Wednesday, August 1, 2012

Sjogren's Syndrome and B-cells

B-lymphocyte found here. Could this be the villain?  

I received a link from PubMed the other day leading me to an abstract of a study, which I found very intriguing. The complete study results have yet to be published, this is an Epub ahead of print. I'm looking forward to reading the study in it's entirety.

What caught my attention was the focus on B-lymphocytes in relation to Sjogren's syndrome disease activity.


Here's an extremely simplified answer to an extremely complex immune response: Current scientific thinking around Ss mechanism is based on the fact that, when studied under a microscope, moisture producing glands and cells are destroyed or altered in Sjogren's syndrome by infiltration of a subtype of a white blood cell: T-lymphocytes. So therapies were investigated which altered T cell activity in the hopes of stopping or diminishing T-lymphocytes' role in the cytokine/inflammatory cycle.

And. Those of us that have been around the autoimmune block a time or two know first hand that there has been very limited success in developing these therapies.

Recent studies, read this and this, indicate that although the current understanding of the T-lymphocyte's role in inflammation and cytokine cell destruction is accurate, there is ANOTHER specialized white blood cell which also may play an active role in this chain of autoimmunity: the B-lymphocyte.

Here's what researchers are hoping: that by inhibiting the B-lymphocyte, the self-destructive chain of events that lead to autoimmunity can be interrupted.

Study abstract found on PubMed, here:

B-cell populations and sub-populations in Sjögren's syndrome. AuthorsHamza N, et al. Journal Presse Med. 2012 Jul 26. [Epub ahead of print] Affiliation: University of Groningen, University Medical Center Groningen, Department of Rheumatology and Clinical Immunology, 9700 RB Groningen, The Netherlands.

"Sjögren's Syndrome (SS) is a chronic inflammatory disorder affecting exocrine glands, in particular the lacrimal and salivary glands. The disease can be primary (pSS) or secondary to other systemic autoimmune diseases such as rheumatoid arthritis, systemic lupus erythematosus and others. The systemic autoimmune character of pSS is also apparent from the occurrence of (non-organ specific) autoantibodies in this disease. Histopathologically, glandular involvement is characterized by focal accumulation of lymphocytes, particularly around epithelial ducts, with, sometimes, germinal center-like structures. The infiltrates largely consist of T-cells, with a preponderance of CD4-positive T-cells. As a result, the pathology in SS was primarily attributed to T cells.
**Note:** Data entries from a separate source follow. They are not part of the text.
use chrono::Utc;
use sqlx::SqlitePool;

use crate::error::ClinicError;
use crate::models::{clean_opt, MedicineInput, MedicineRow};

pub(crate) const MEDICINE_COLUMNS: &str =
    "id, name, description, price_cents, stock, category, manufacturer, expiry_date, created_at";

pub async fn create(pool: &SqlitePool, input: &MedicineInput) -> Result<MedicineRow, ClinicError> {
    input.validate()?;

    let row = sqlx::query_as::<_, MedicineRow>(&format!(
        r#"
        INSERT INTO medicines (name, description, price_cents, stock, category, manufacturer, expiry_date, created_at)
        VALUES (?1, ?2, ?3, ?4, ?5, ?6, ?7, ?8)
        RETURNING {MEDICINE_COLUMNS}
        "#
    ))
    .bind(input.name.trim())
    .bind(clean_opt(input.description.as_deref()))
    .bind(input.price_cents)
    .bind(input.stock)
    .bind(input.category.trim())
    .bind(clean_opt(input.manufacturer.as_deref()))
    .bind(input.expiry_date)
    .bind(Utc::now())
    .fetch_one(pool)
    .await?;

    tracing::info!(medicine_id = row.id, stock = row.stock, "medicine added");
    Ok(row)
}

pub async fn get(pool: &SqlitePool, id: i64) -> Result<MedicineRow, ClinicError> {
    sqlx::query_as::<_, MedicineRow>(&format!(
        "SELECT {MEDICINE_COLUMNS} FROM medicines WHERE id = ?1"
    ))
    .bind(id)
    .fetch_optional(pool)
    .await?
    .ok_or_else(|| ClinicError::not_found("medicine", id))
}

pub async fn list(pool: &SqlitePool) -> Result<Vec<MedicineRow>, ClinicError> {
    let rows = sqlx::query_as::<_, MedicineRow>(&format!(
        "SELECT {MEDICINE_COLUMNS} FROM medicines ORDER BY id ASC"
    ))
    .fetch_all(pool)
    .await?;
    Ok(rows)
}

/// Edit form save. Stock is part of the form and is set as given (never below zero);
/// a blank expiry date keeps the stored one.
pub async fn update(
    pool: &SqlitePool,
    id: i64,
    input: &MedicineInput,
) -> Result<MedicineRow, ClinicError> {
    input.validate()?;

    sqlx::query_as::<_, MedicineRow>(&format!(
        r#"
        UPDATE medicines
        SET name = ?1,
            description = ?2,
            price_cents = ?3,
            stock = ?4,
            category = ?5,
            manufacturer = ?6,
            expiry_date = COALESCE(?7, expiry_date)
        WHERE id = ?8
        RETURNING {MEDICINE_COLUMNS}
        "#
    ))
    .bind(input.name.trim())
    .bind(clean_opt(input.description.as_deref()))
    .bind(input.price_cents)
    .bind(input.stock)
    .bind(input.category.trim())
    .bind(clean_opt(input.manufacturer.as_deref()))
    .bind(input.expiry_date)
    .bind(id)
    .fetch_optional(pool)
    .await?
    .ok_or_else(|| ClinicError::not_found("medicine", id))
}

/// Hard delete. Refused while any prescription still references the medicine;
/// prescriptions are owned by appointments, not by the medicine.
pub async fn delete(pool: &SqlitePool, id: i64) -> Result<(), ClinicError> {
    let mut tx = pool.begin().await?;

    let references: i64 =
        sqlx::query_scalar("SELECT COUNT(*) FROM prescriptions WHERE medicine_id = ?1")
            .bind(id)
            .fetch_one(&mut *tx)
            .await?;

    if references > 0 {
        return Err(ClinicError::IntegrityConflict(format!(
            "medicine {id} is referenced by {references} prescription(s) and cannot be deleted"
        )));
    }

    let result = sqlx::query("DELETE FROM medicines WHERE id = ?1")
        .bind(id)
        .execute(&mut *tx)
        .await?;

    if result.rows_affected() == 0 {
        return Err(ClinicError::not_found("medicine", id));
    }

    tx.commit().await?;
    tracing::info!(medicine_id = id, "medicine deleted");
    Ok(())
}

#[cfg(test)]
mod tests {
    use super::*;
    use crate::db::testing;
    use crate::ledger;
    use crate::models::PrescribeRequest;

    fn input(stock: i64) -> MedicineInput {
        MedicineInput {
            name: "Vitamin C Tablets".into(),
            description: Some("100 tablets".into()),
            price_cents: 850,
            stock,
            category: "OTC".into(),
            manufacturer: Some("North Pharma".into()),
            expiry_date: chrono::NaiveDate::from_ymd_opt(2027, 1, 31),
        }
    }

    #[tokio::test]
    async fn create_rejects_negative_stock() {
        let pool = testing::pool().await;
        assert!(matches!(
            create(&pool, &input(-1)).await,
            Err(ClinicError::InvalidStock(-1))
        ));
        assert!(list(&pool).await.unwrap().is_empty());
    }

    #[tokio::test]
    async fn update_keeps_expiry_when_blank() {
        let pool = testing::pool().await;
        let created = create(&pool, &input(40)).await.unwrap();

        let mut edit = input(35);
        edit.expiry_date = None;
        edit.price_cents = 900;
        let updated = update(&pool, created.id, &edit).await.unwrap();
        assert_eq!(updated.stock, 35);
        assert_eq!(updated.price_cents, 900);
        assert_eq!(updated.expiry_date, created.expiry_date);
    }

    #[tokio::test]
    async fn delete_refuses_referenced_medicine_and_keeps_prescription() {
        let pool = testing::pool().await;
        let patient = testing::patient(&pool, "Sun Qi").await;
        let doctor = testing::doctor(&pool, "Dr. Li", "Internal Medicine").await;
        let appt = testing::appointment(&pool, patient, doctor, "2024-07-01 14:00").await;
        let referenced = testing::medicine(&pool, "Aspirin", 1500, 10).await;
        let unused = testing::medicine(&pool, "Isatis Root Granules", 1200, 10).await;

        let prescription = ledger::prescribe(
            &pool,
            &PrescribeRequest {
                appointment_id: appt,
                medicine_id: referenced,
                quantity: 1,
                dosage: "100mg".into(),
                instructions: None,
            },
        )
        .await
        .unwrap();

        assert!(matches!(
            delete(&pool, referenced).await,
            Err(ClinicError::IntegrityConflict(_))
        ));
        assert!(get(&pool, referenced).await.is_ok());
        assert!(ledger::get_prescription(&pool, prescription.id).await.is_ok());

        delete(&pool, unused).await.unwrap();
        assert!(matches!(
            delete(&pool, unused).await,
            Err(ClinicError::NotFound { entity: "medicine", .. })
        ));
    }
}
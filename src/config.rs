use std::env;

#[derive(Clone, Debug)]
pub struct Config {
    pub database_url: String,
    pub bind_addr: String,
    pub max_connections: u32,
    pub bootstrap_admin: Option<BootstrapAdmin>,
}

/// Admin account created at startup when no user with that username exists.
#[derive(Clone, Debug)]
pub struct BootstrapAdmin {
    pub username: String,
    pub email: String,
    pub password: String,
}

impl Config {
    pub fn from_env() -> anyhow::Result<Self> {
        let database_url =
            env::var("DATABASE_URL").unwrap_or_else(|_| "sqlite://clinic.db".to_string());
        let bind_addr = env::var("BIND_ADDR").unwrap_or_else(|_| "127.0.0.1:8080".to_string());
        let max_connections = env::var("DB_MAX_CONNECTIONS")
            .ok()
            .and_then(|s| s.parse::<u32>().ok())
            .filter(|n| *n > 0)
            .unwrap_or(5);

        let bootstrap_admin = match (env::var("ADMIN_USERNAME"), env::var("ADMIN_PASSWORD")) {
            (Ok(username), Ok(password)) if !username.trim().is_empty() && !password.is_empty() => {
                let email = env::var("ADMIN_EMAIL")
                    .unwrap_or_else(|_| format!("{}@clinic.local", username.trim()));
                Some(BootstrapAdmin {
                    username: username.trim().to_string(),
                    email,
                    password,
                })
            }
            _ => None,
        };

        Ok(Self {
            database_url,
            bind_addr,
            max_connections,
            bootstrap_admin,
        })
    }
}
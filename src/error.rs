use axum::{
    extract::rejection::{JsonRejection, PathRejection, QueryRejection},
    http::StatusCode,
    response::{IntoResponse, Response},
    Json,
};
use serde::Serialize;
use sqlx::error::ErrorKind;

/// Failure of a clinic operation. Every mutation that returns one of these
/// has left the database exactly as it found it.
#[derive(Debug, thiserror::Error)]
pub enum ClinicError {
    #[error("{entity} {id} not found")]
    NotFound { entity: &'static str, id: i64 },

    #[error("{0}")]
    InvalidInput(String),

    #[error("quantity must be a positive integer (got {0})")]
    InvalidQuantity(i64),

    #[error("stock cannot be negative (got {0})")]
    InvalidStock(i64),

    #[error("insufficient stock for medicine {medicine_id}: requested {requested}, available {available}")]
    InsufficientStock {
        medicine_id: i64,
        requested: i64,
        available: i64,
    },

    #[error("{0}")]
    IntegrityConflict(String),

    #[error("username or password is incorrect")]
    InvalidCredentials,

    #[error("database error: {0}")]
    Database(sqlx::Error),
}

impl ClinicError {
    pub fn not_found(entity: &'static str, id: i64) -> Self {
        ClinicError::NotFound { entity, id }
    }

    pub fn invalid(message: impl Into<String>) -> Self {
        ClinicError::InvalidInput(message.into())
    }

    pub fn code(&self) -> &'static str {
        match self {
            ClinicError::NotFound { .. } => "NOT_FOUND",
            ClinicError::InvalidInput(_) => "VALIDATION_ERROR",
            ClinicError::InvalidQuantity(_) => "INVALID_QUANTITY",
            ClinicError::InvalidStock(_) => "INVALID_STOCK",
            ClinicError::InsufficientStock { .. } => "INSUFFICIENT_STOCK",
            ClinicError::IntegrityConflict(_) => "INTEGRITY_CONFLICT",
            ClinicError::InvalidCredentials => "INVALID_CREDENTIALS",
            ClinicError::Database(_) => "INTERNAL",
        }
    }
}

// SQLite primary result codes for a contended database.
const SQLITE_BUSY: i32 = 5;
const SQLITE_LOCKED: i32 = 6;

impl From<sqlx::Error> for ClinicError {
    fn from(e: sqlx::Error) -> Self {
        if let sqlx::Error::Database(db) = &e {
            match db.kind() {
                ErrorKind::UniqueViolation
                | ErrorKind::ForeignKeyViolation
                | ErrorKind::CheckViolation
                | ErrorKind::NotNullViolation => {
                    return ClinicError::IntegrityConflict(db.message().to_string());
                }
                _ => {}
            }
            // extended codes carry the primary code in the low byte
            let primary = db
                .code()
                .and_then(|c| c.parse::<i32>().ok())
                .map(|c| c & 0xff);
            if matches!(primary, Some(SQLITE_BUSY) | Some(SQLITE_LOCKED)) {
                return ClinicError::IntegrityConflict(format!(
                    "concurrent write conflict, retry the request: {}",
                    db.message()
                ));
            }
        }
        ClinicError::Database(e)
    }
}

#[derive(Debug, Serialize)]
pub struct ErrorResponse {
    pub success: bool,
    pub code: String,
    pub message: String,
}

#[derive(Debug)]
pub enum ApiError {
    Unauthorized(&'static str, String),
    BadRequest(&'static str, String),
    NotFound(&'static str, String),
    Conflict(&'static str, String),
    Internal(String),
}

impl ApiError {
    fn to_error_response(code: &str, message: &str) -> Json<ErrorResponse> {
        Json(ErrorResponse {
            success: false,
            code: code.to_string(),
            message: message.to_string(),
        })
    }

    pub fn status(&self) -> StatusCode {
        match self {
            ApiError::Unauthorized(..) => StatusCode::UNAUTHORIZED,
            ApiError::BadRequest(..) => StatusCode::BAD_REQUEST,
            ApiError::NotFound(..) => StatusCode::NOT_FOUND,
            ApiError::Conflict(..) => StatusCode::CONFLICT,
            ApiError::Internal(_) => StatusCode::INTERNAL_SERVER_ERROR,
        }
    }
}

impl From<ClinicError> for ApiError {
    fn from(e: ClinicError) -> Self {
        let code = e.code();
        match e {
            ClinicError::NotFound { .. } => ApiError::NotFound(code, e.to_string()),
            ClinicError::InvalidInput(_)
            | ClinicError::InvalidQuantity(_)
            | ClinicError::InvalidStock(_) => ApiError::BadRequest(code, e.to_string()),
            ClinicError::InsufficientStock { .. } | ClinicError::IntegrityConflict(_) => {
                ApiError::Conflict(code, e.to_string())
            }
            ClinicError::InvalidCredentials => ApiError::Unauthorized(code, e.to_string()),
            ClinicError::Database(err) => {
                tracing::error!(error = %err, "database failure");
                ApiError::Internal(format!("db error: {err}"))
            }
        }
    }
}

// Malformed bodies, paths and query strings answer with the same envelope
// as validation failures.
impl From<JsonRejection> for ApiError {
    fn from(rejection: JsonRejection) -> Self {
        ApiError::BadRequest("VALIDATION_ERROR", rejection.body_text())
    }
}

impl From<PathRejection> for ApiError {
    fn from(rejection: PathRejection) -> Self {
        ApiError::BadRequest("VALIDATION_ERROR", rejection.body_text())
    }
}

impl From<QueryRejection> for ApiError {
    fn from(rejection: QueryRejection) -> Self {
        ApiError::BadRequest("VALIDATION_ERROR", rejection.body_text())
    }
}

impl IntoResponse for ApiError {
    fn into_response(self) -> Response {
        let status = self.status();
        match self {
            ApiError::Unauthorized(code, msg)
            | ApiError::BadRequest(code, msg)
            | ApiError::NotFound(code, msg)
            | ApiError::Conflict(code, msg) => {
                (status, ApiError::to_error_response(code, &msg)).into_response()
            }
            ApiError::Internal(msg) => {
                (status, ApiError::to_error_response("INTERNAL", &msg)).into_response()
            }
        }
    }
}
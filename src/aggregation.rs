//! Read-only statistics for the dashboard and the report exports.
//!
//! Every function here is a single SELECT against the pool, so each result
//! comes from one consistent snapshot and never holds the writer lock.

use chrono::{DateTime, Duration, NaiveDate, NaiveDateTime, NaiveTime, Utc};
use serde::Serialize;
use sqlx::{FromRow, SqlitePool};

use crate::error::ClinicError;
use crate::models::{serialize_minutes, AppointmentStatus, DoctorRow, MedicineRow};
use crate::store::medicines::MEDICINE_COLUMNS;

/// Departments shown on the distribution chart when nothing has been booked yet.
pub const DEFAULT_DEPARTMENTS: [&str; 6] = [
    "Internal Medicine",
    "Surgery",
    "Pediatrics",
    "Gynecology",
    "Ophthalmology",
    "Stomatology",
];

/// Bars shown on the top-medicines chart when the formulary is empty.
pub const PLACEHOLDER_MEDICINES: [&str; 5] = [
    "Aspirin",
    "Ibuprofen",
    "Cold Relief Granules",
    "Isatis Root Granules",
    "Vitamin C Tablets",
];

#[derive(Debug, Clone, PartialEq, Eq, Serialize, FromRow)]
pub struct DepartmentCount {
    pub department: String,
    pub count: i64,
}

#[derive(Debug, Clone, PartialEq, Eq, Serialize, FromRow)]
pub struct MedicineUsage {
    pub name: String,
    pub total_quantity: i64,
}

#[derive(Debug, Clone, Serialize, FromRow)]
pub struct MedicineSales {
    pub medicine_id: i64,
    pub name: String,
    pub category: String,
    pub price_cents: i64,
    pub stock: i64,
    pub total_sold: i64,
    pub revenue_cents: i64,
}

#[derive(Debug, Clone, Serialize, FromRow)]
pub struct AppointmentSummaryRow {
    pub id: i64,
    pub patient_name: String,
    pub doctor_name: String,
    pub department: String,
    #[serde(serialize_with = "serialize_minutes")]
    pub scheduled_at: NaiveDateTime,
    pub status: AppointmentStatus,
    pub notes: Option<String>,
}

#[derive(Debug, Clone, Serialize, FromRow)]
pub struct PatientSummaryRow {
    pub id: i64,
    pub name: String,
    pub age: i64,
    pub gender: String,
    pub registered_at: DateTime<Utc>,
    pub appointment_count: i64,
}

#[derive(Debug, Clone, Default, PartialEq, Eq, Serialize)]
pub struct DashboardCounts {
    pub total_patients: i64,
    pub total_doctors: i64,
    pub total_medicines: i64,
    pub today_appointments: i64,
}

#[derive(Debug, Clone, Default)]
pub struct AppointmentFilter {
    pub patient_name_contains: Option<String>,
    pub from: Option<NaiveDate>,
    pub to: Option<NaiveDate>,
}

#[derive(Debug, Clone, Default)]
pub struct DoctorFilter {
    pub name_contains: Option<String>,
    pub department: Option<String>,
    pub has_appointment_on: Option<NaiveDate>,
}

#[derive(Debug, Clone, Default)]
pub struct MedicineFilter {
    pub category: Option<String>,
    pub min_stock: Option<i64>,
}

fn day_start(d: NaiveDate) -> NaiveDateTime {
    d.and_time(NaiveTime::MIN)
}

fn non_blank(s: &Option<String>) -> Option<&str> {
    s.as_deref().map(str::trim).filter(|s| !s.is_empty())
}

/// Appointment counts per department of the attending doctor.
pub async fn department_distribution(pool: &SqlitePool) -> Result<Vec<DepartmentCount>, ClinicError> {
    let rows = sqlx::query_as::<_, DepartmentCount>(
        r#"
        SELECT d.department AS department, COUNT(a.id) AS count
        FROM doctors d
        JOIN appointments a ON a.doctor_id = d.id
        GROUP BY d.department
        ORDER BY d.department ASC
        "#,
    )
    .fetch_all(pool)
    .await?;

    if rows.is_empty() {
        return Ok(DEFAULT_DEPARTMENTS
            .iter()
            .map(|d| DepartmentCount {
                department: d.to_string(),
                count: 0,
            })
            .collect());
    }
    Ok(rows)
}

/// Most-prescribed medicines. Medicines never prescribed are ranked with zero.
pub async fn medicine_top_n(pool: &SqlitePool, n: i64) -> Result<Vec<MedicineUsage>, ClinicError> {
    if n < 1 {
        return Err(ClinicError::invalid("n must be at least 1"));
    }

    let rows = sqlx::query_as::<_, MedicineUsage>(
        r#"
        SELECT m.name AS name, COALESCE(SUM(rx.quantity), 0) AS total_quantity
        FROM medicines m
        LEFT JOIN prescriptions rx ON rx.medicine_id = m.id
        GROUP BY m.id, m.name
        ORDER BY total_quantity DESC, m.id ASC
        LIMIT ?1
        "#,
    )
    .bind(n)
    .fetch_all(pool)
    .await?;

    if rows.is_empty() {
        return Ok(PLACEHOLDER_MEDICINES
            .iter()
            .take(n as usize)
            .map(|name| MedicineUsage {
                name: name.to_string(),
                total_quantity: 0,
            })
            .collect());
    }
    Ok(rows)
}

/// Units sold and revenue per medicine. Revenue is priced at today's unit
/// price, not the price on the day of each prescription.
pub async fn medicine_sales_summary(pool: &SqlitePool) -> Result<Vec<MedicineSales>, ClinicError> {
    let rows = sqlx::query_as::<_, MedicineSales>(
        r#"
        SELECT
          m.id AS medicine_id,
          m.name,
          m.category,
          m.price_cents,
          m.stock,
          COALESCE(SUM(rx.quantity), 0) AS total_sold,
          COALESCE(SUM(rx.quantity), 0) * m.price_cents AS revenue_cents
        FROM medicines m
        LEFT JOIN prescriptions rx ON rx.medicine_id = m.id
        GROUP BY m.id, m.name, m.category, m.price_cents, m.stock
        ORDER BY m.id ASC
        "#,
    )
    .fetch_all(pool)
    .await?;
    Ok(rows)
}

/// Appointment listing with participant names. Date bounds are whole days,
/// both inclusive.
pub async fn appointment_summary(
    pool: &SqlitePool,
    filter: &AppointmentFilter,
) -> Result<Vec<AppointmentSummaryRow>, ClinicError> {
    if let (Some(from), Some(to)) = (filter.from, filter.to) {
        if from > to {
            return Err(ClinicError::invalid("start date must not be after end date"));
        }
    }

    let name = non_blank(&filter.patient_name_contains).map(str::to_lowercase);
    let from = filter.from.map(day_start);
    let until = filter.to.map(|d| day_start(d) + Duration::days(1));

    let rows = sqlx::query_as::<_, AppointmentSummaryRow>(
        r#"
        SELECT
          a.id,
          p.name AS patient_name,
          d.name AS doctor_name,
          d.department,
          a.scheduled_at,
          a.status,
          a.notes
        FROM appointments a
        JOIN patients p ON p.id = a.patient_id
        JOIN doctors d ON d.id = a.doctor_id
        WHERE (?1 IS NULL OR instr(lower(p.name), ?1) > 0)
          AND (?2 IS NULL OR a.scheduled_at >= ?2)
          AND (?3 IS NULL OR a.scheduled_at < ?3)
        ORDER BY a.scheduled_at ASC, a.id ASC
        "#,
    )
    .bind(name)
    .bind(from)
    .bind(until)
    .fetch_all(pool)
    .await?;
    Ok(rows)
}

/// Every patient with their number of appointments, zero included.
pub async fn patient_summary(pool: &SqlitePool) -> Result<Vec<PatientSummaryRow>, ClinicError> {
    let rows = sqlx::query_as::<_, PatientSummaryRow>(
        r#"
        SELECT
          p.id,
          p.name,
          p.age,
          p.gender,
          p.registered_at,
          COUNT(a.id) AS appointment_count
        FROM patients p
        LEFT JOIN appointments a ON a.patient_id = p.id
        GROUP BY p.id, p.name, p.age, p.gender, p.registered_at
        ORDER BY p.id ASC
        "#,
    )
    .fetch_all(pool)
    .await?;
    Ok(rows)
}

pub async fn dashboard_counts(pool: &SqlitePool, today: NaiveDate) -> Result<DashboardCounts, ClinicError> {
    let (total_patients, total_doctors, total_medicines, today_appointments): (i64, i64, i64, i64) =
        sqlx::query_as(
            r#"
            SELECT
              (SELECT COUNT(*) FROM patients),
              (SELECT COUNT(*) FROM doctors),
              (SELECT COUNT(*) FROM medicines),
              (SELECT COUNT(*) FROM appointments WHERE scheduled_at >= ?1 AND scheduled_at < ?2)
            "#,
        )
        .bind(day_start(today))
        .bind(day_start(today) + Duration::days(1))
        .fetch_one(pool)
        .await?;

    Ok(DashboardCounts {
        total_patients,
        total_doctors,
        total_medicines,
        today_appointments,
    })
}

pub async fn search_doctors(pool: &SqlitePool, filter: &DoctorFilter) -> Result<Vec<DoctorRow>, ClinicError> {
    let name = non_blank(&filter.name_contains).map(str::to_lowercase);
    let department = non_blank(&filter.department);
    let from = filter.has_appointment_on.map(day_start);
    let until = filter.has_appointment_on.map(|d| day_start(d) + Duration::days(1));

    let rows = sqlx::query_as::<_, DoctorRow>(
        r#"
        SELECT d.id, d.name, d.department, d.title, d.available, d.phone, d.email, d.specialization
        FROM doctors d
        WHERE (?1 IS NULL OR instr(lower(d.name), ?1) > 0)
          AND (?2 IS NULL OR d.department = ?2)
          AND (?3 IS NULL OR EXISTS (
                SELECT 1 FROM appointments a
                WHERE a.doctor_id = d.id
                  AND a.scheduled_at >= ?3
                  AND a.scheduled_at < ?4
              ))
        ORDER BY d.id ASC
        "#,
    )
    .bind(name)
    .bind(department)
    .bind(from)
    .bind(until)
    .fetch_all(pool)
    .await?;
    Ok(rows)
}

pub async fn search_medicines(
    pool: &SqlitePool,
    filter: &MedicineFilter,
) -> Result<Vec<MedicineRow>, ClinicError> {
    let category = non_blank(&filter.category);

    let rows = sqlx::query_as::<_, MedicineRow>(&format!(
        r#"
        SELECT {MEDICINE_COLUMNS}
        FROM medicines
        WHERE (?1 IS NULL OR category = ?1)
          AND (?2 IS NULL OR stock >= ?2)
        ORDER BY id ASC
        "#
    ))
    .bind(category)
    .bind(filter.min_stock)
    .fetch_all(pool)
    .await?;
    Ok(rows)
}
use argon2::password_hash::{SaltString, rand_core::OsRng};
use argon2::{Argon2, PasswordHash, PasswordHasher, PasswordVerifier};

use crate::error::ClinicError;

/// Verify a password against the Argon2 PHC string stored in users.password_hash.
/// A malformed stored hash never verifies.
pub fn verify_password(password: &str, stored_hash: &str) -> bool {
    let parsed = match PasswordHash::new(stored_hash) {
        Ok(p) => p,
        Err(_) => return false,
    };
    Argon2::default()
        .verify_password(password.as_bytes(), &parsed)
        .is_ok()
}

/// Hash a new password using Argon2id with a random salt.
pub fn hash_password(password: &str) -> Result<String, ClinicError> {
    let salt = SaltString::generate(&mut OsRng);
    Argon2::default()
        .hash_password(password.as_bytes(), &salt)
        .map(|phc| phc.to_string())
        .map_err(|e| ClinicError::invalid(format!("cannot hash password: {e}")))
}

#[cfg(test)]
mod tests {
    use super::*;

    #[test]
    fn hashed_password_verifies_only_itself() {
        let phc = hash_password("admin123-secret").unwrap();
        assert!(phc.starts_with("$argon2id$"));
        assert!(verify_password("admin123-secret", &phc));
        assert!(!verify_password("admin123-Secret", &phc));
    }

    #[test]
    fn garbage_hash_never_verifies() {
        assert!(!verify_password("anything", "not-a-phc-string"));
    }
}
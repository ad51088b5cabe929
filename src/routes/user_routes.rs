// src/routes/user_routes.rs

use axum::{
    extract::{Path, State},
    routing::{delete, get, post},
    Json, Router,
};
use axum_extra::extract::WithRejection;

use crate::{
    error::ApiError,
    models::{ActionResponse, ApiOk, AppState, CredentialsRequest, NewUserRequest, UserProfile},
    store::users,
};

pub fn router() -> Router<AppState> {
    Router::new()
        .route("/", get(list_users).post(create_user))
        .route("/{user_id}", delete(delete_user))
        .route("/verify", post(verify_user))
}

pub async fn list_users(
    State(state): State<AppState>,
) -> Result<Json<ApiOk<Vec<UserProfile>>>, ApiError> {
    let rows = users::list(&state.db).await?;
    Ok(Json(ApiOk { data: rows }))
}

pub async fn create_user(
    State(state): State<AppState>,
    WithRejection(Json(req), _): WithRejection<Json<NewUserRequest>, ApiError>,
) -> Result<Json<ActionResponse<UserProfile>>, ApiError> {
    let profile = users::create(&state.db, &req).await?;
    Ok(Json(ActionResponse::ok("user created", profile)))
}

pub async fn delete_user(
    State(state): State<AppState>,
    WithRejection(Path(user_id), _): WithRejection<Path<i64>, ApiError>,
) -> Result<Json<ActionResponse<()>>, ApiError> {
    users::delete(&state.db, user_id).await?;
    Ok(Json(ActionResponse::done("user deleted")))
}

/// Credential check for the (external) login layer. No session is issued here.
pub async fn verify_user(
    State(state): State<AppState>,
    WithRejection(Json(req), _): WithRejection<Json<CredentialsRequest>, ApiError>,
) -> Result<Json<ActionResponse<UserProfile>>, ApiError> {
    let profile = users::verify_credentials(&state.db, &req.username, &req.password).await?;
    Ok(Json(ActionResponse::ok("credentials accepted", profile)))
}
//! Entity Store: CRUD per clinical entity, keyed by integer id.
//!
//! Every function takes the pool explicitly. Single-statement writes rely on
//! statement atomicity; multi-statement writes open a transaction that rolls
//! back when dropped and only commits on the success path.

pub mod appointments;
pub mod doctors;
pub mod medicines;
pub mod patients;
pub mod users;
However, a break with the fixation on the role of T cells in pSS came when therapeutic B-cell depletion strategies proved remarkably efficacious in this disease, thereby indicating a major role for B-cells in the immunopathogenesis of pSS. In this regard, a closer look at the composition of B-cells and B-cell sub-populations, both in the peripheral blood and in target tissues, is worthwhile. In this review, we discuss current data on B-cells in pSS. B-cell depletion offers a unique possibility to study the recurrence of (pathogenic) B-cells and their characteristics in pSS patients treated with rituximab. Data on B-cell sub-populations in the peripheral blood and B-cell repertoire in the target tissues following rituximab treatment are discussed as well. We also address their state of activation, repertoire, and relation to B-cell activating factor (BAFF)." (Bolding mine.)

Rituximab, also known as Rituxan. Sound familiar? Yes, this is indeed the drug that I refer to as "mousy". Since my initial infusion cycle last spring, I have noticed increased energy reserves, increased saliva production, and complete absence of the lesions from my subacute cutaneous lupus erythematosus.

Guys. This could be big. Stay tuned.


ShEiLa said...

Wow Miss Julia... you are so informative. Some things seem to fly right over my head... and yet it makes sense.

I was sure I was having an inflammatory flare... had blood drawn and finally got the results this morning and they do not show what I thought they would... so why am I so miserable? You would think if I feel lousy there would be an explanation. I told my doctor's MA that this disease makes no sense.
Feeling low today.

Thanks for always providing me with things to research and read up on.


Amy Junod said...

Wow. There's always a sense of relief when I read about studies like this.
Just to know smart folks are working on solutions can keep me patient.
Thanks for sharing!

Heidi said...

Thanks so much for me hope. Heidi

Heidi said...

Also wanted to sick do you have to be before docs will prescribe this therapy? I am newly into this but want to do everything possible to stop or slow it...thanks again Julia...

stephanie said...

Thanks for this info, Julia. Great stuff! And I'm so glad the mice are working for you. This week I went to my rheum (who I went to once before in 2010), they took labs, put me on Plaquenil (finally I agreed to it because my joints hurt so badly)and Voltaren pills til Plaq kicks in. They called me later to say the blood work shows I have "very high inflammatory markers." I wanted to say "DUH." Thanks again for your research and keeping us informed.